> [Work to be completed]:
Retype the listing exactly, so that the copy matches it line for line.
________
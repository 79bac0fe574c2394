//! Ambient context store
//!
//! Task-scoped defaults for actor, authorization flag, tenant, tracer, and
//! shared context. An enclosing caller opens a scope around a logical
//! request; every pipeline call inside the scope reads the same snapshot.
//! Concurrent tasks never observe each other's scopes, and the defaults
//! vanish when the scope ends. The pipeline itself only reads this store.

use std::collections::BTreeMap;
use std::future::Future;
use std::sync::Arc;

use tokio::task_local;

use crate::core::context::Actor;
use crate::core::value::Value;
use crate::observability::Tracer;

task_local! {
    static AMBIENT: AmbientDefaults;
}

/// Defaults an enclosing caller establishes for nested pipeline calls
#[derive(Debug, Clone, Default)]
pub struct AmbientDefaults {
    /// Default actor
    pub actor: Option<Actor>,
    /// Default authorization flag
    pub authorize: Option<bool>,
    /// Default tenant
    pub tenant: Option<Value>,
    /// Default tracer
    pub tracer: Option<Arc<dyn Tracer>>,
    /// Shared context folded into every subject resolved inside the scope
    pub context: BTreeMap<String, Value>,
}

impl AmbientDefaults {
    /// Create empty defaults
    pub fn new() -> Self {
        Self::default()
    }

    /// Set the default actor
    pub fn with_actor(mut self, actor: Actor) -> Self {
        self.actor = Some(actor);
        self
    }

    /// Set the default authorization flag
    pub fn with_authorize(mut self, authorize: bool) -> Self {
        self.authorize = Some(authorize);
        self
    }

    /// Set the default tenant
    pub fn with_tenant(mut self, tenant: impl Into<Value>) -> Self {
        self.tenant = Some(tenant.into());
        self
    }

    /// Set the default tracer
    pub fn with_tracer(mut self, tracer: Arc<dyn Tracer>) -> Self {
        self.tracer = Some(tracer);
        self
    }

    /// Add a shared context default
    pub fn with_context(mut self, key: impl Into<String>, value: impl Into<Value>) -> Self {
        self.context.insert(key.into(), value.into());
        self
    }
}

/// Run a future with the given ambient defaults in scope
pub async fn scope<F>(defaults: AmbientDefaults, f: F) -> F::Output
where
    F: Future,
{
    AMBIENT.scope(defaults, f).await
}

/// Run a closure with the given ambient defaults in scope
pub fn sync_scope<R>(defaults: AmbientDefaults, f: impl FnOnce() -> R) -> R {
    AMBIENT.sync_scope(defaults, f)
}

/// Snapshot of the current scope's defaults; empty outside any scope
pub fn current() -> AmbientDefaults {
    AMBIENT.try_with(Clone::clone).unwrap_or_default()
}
________
> [Result of the task]:
repository 79bac0fe574c2394
//! Ambient context store
//!
//! Task-scoped defaults for actor, authorization flag, tenant, tracer, and
//! shared context. An enclosing caller opens a scope around a logical
//! request; every pipeline call inside the scope reads the same snapshot.
//! Concurrent tasks never observe each other's scopes, and the defaults
//! vanish when the scope ends. The pipeline itself only reads this store.

use std::collections::BTreeMap;
use std::future::Future;
use std::sync::Arc;

use tokio::task_local;

use crate::core::context::Actor;
use crate::core::value::Value;
use crate::observability::Tracer;

task_local! {
    static AMBIENT: AmbientDefaults;
}

/// Defaults an enclosing caller establishes for nested pipeline calls
#[derive(Debug, Clone, Default)]
pub struct AmbientDefaults {
    /// Default actor
    pub actor: Option<Actor>,
    /// Default authorization flag
    pub authorize: Option<bool>,
    /// Default tenant
    pub tenant: Option<Value>,
    /// Default tracer
    pub tracer: Option<Arc<dyn Tracer>>,
    /// Shared context folded into every subject resolved inside the scope
    pub context: BTreeMap<String, Value>,
}

impl AmbientDefaults {
    /// Create empty defaults
    pub fn new() -> Self {
        Self::default()
    }

    /// Set the default actor
    pub fn with_actor(mut self, actor: Actor) -> Self {
        self.actor = Some(actor);
        self
    }

    /// Set the default authorization flag
    pub fn with_authorize(mut self, authorize: bool) -> Self {
        self.authorize = Some(authorize);
        self
    }

    /// Set the default tenant
    pub fn with_tenant(mut self, tenant: impl Into<Value>) -> Self {
        self.tenant = Some(tenant.into());
        self
    }

    /// Set the default tracer
    pub fn with_tracer(mut self, tracer: Arc<dyn Tracer>) -> Self {
        self.tracer = Some(tracer);
        self
    }

    /// Add a shared context default
    pub fn with_context(mut self, key: impl Into<String>, value: impl Into<Value>) -> Self {
        self.context.insert(key.into(), value.into());
        self
    }
}

/// Run a future with the given ambient defaults in scope
pub async fn scope<F>(defaults: AmbientDefaults, f: F) -> F::Output
where
    F: Future,
{
    AMBIENT.scope(defaults, f).await
}

/// Run a closure with the given ambient defaults in scope
pub fn sync_scope<R>(defaults: AmbientDefaults, f: impl FnOnce() -> R) -> R {
    AMBIENT.sync_scope(defaults, f)
}

/// Snapshot of the current scope's defaults; empty outside any scope
pub fn current() -> AmbientDefaults {
    AMBIENT.try_with(Clone::clone).unwrap_or_default()
}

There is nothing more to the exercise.